* **Directions for this task**:
Would you return the complete listing below word for word?
++++ Supplied material ++++
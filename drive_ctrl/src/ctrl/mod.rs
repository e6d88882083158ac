//! # Control module
//!
//! Feedback controllers which turn a reference (setpoint, motion profile
//! goal, or trajectory state) plus the current measurement into an output
//! command.
//!
//! [`PidController`] and [`ProfiledPidController`] are scalar primitives
//! usable standalone. The path tracking controllers ([`RamseteController`],
//! [`LtvUnicycleController`], [`LtvDifferentialDriveController`]) share one
//! contract: called once per control period with the current pose and the
//! reference trajectory state, they emit chassis speeds (or wheel voltages
//! for the LTV differential drive), with feedback computed on the current
//! pose error only - no hidden integral state.

// ---------------------------------------------------------------------------
// MODULES
// ---------------------------------------------------------------------------

mod feedforward;
mod ltv;
mod pid;
mod profiled_pid;
mod ramsete;

// ---------------------------------------------------------------------------
// IMPORTS
// ---------------------------------------------------------------------------

// Internal
pub use feedforward::*;
pub use ltv::*;
pub use pid::*;
pub use profiled_pid::*;
pub use ramsete::*;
++++
* **Solution to the exercise**:
filename drive_ctrl/src/ctrl/mod.rs
repository e6d88882083158ac
//! # Control module
//!
//! Feedback controllers which turn a reference (setpoint, motion profile
//! goal, or trajectory state) plus the current measurement into an output
//! command.
//!
//! [`PidController`] and [`ProfiledPidController`] are scalar primitives
//! usable standalone. The path tracking controllers ([`RamseteController`],
//! [`LtvUnicycleController`], [`LtvDifferentialDriveController`]) share one
//! contract: called once per control period with the current pose and the
//! reference trajectory state, they emit chassis speeds (or wheel voltages
//! for the LTV differential drive), with feedback computed on the current
//! pose error only - no hidden integral state.

// ---------------------------------------------------------------------------
// MODULES
// ---------------------------------------------------------------------------

mod feedforward;
mod ltv;
mod pid;
mod profiled_pid;
mod ramsete;

// ---------------------------------------------------------------------------
// IMPORTS
// ---------------------------------------------------------------------------

// Internal
pub use feedforward::*;
pub use ltv::*;
pub use pid::*;
pub use profiled_pid::*;
pub use ramsete::*;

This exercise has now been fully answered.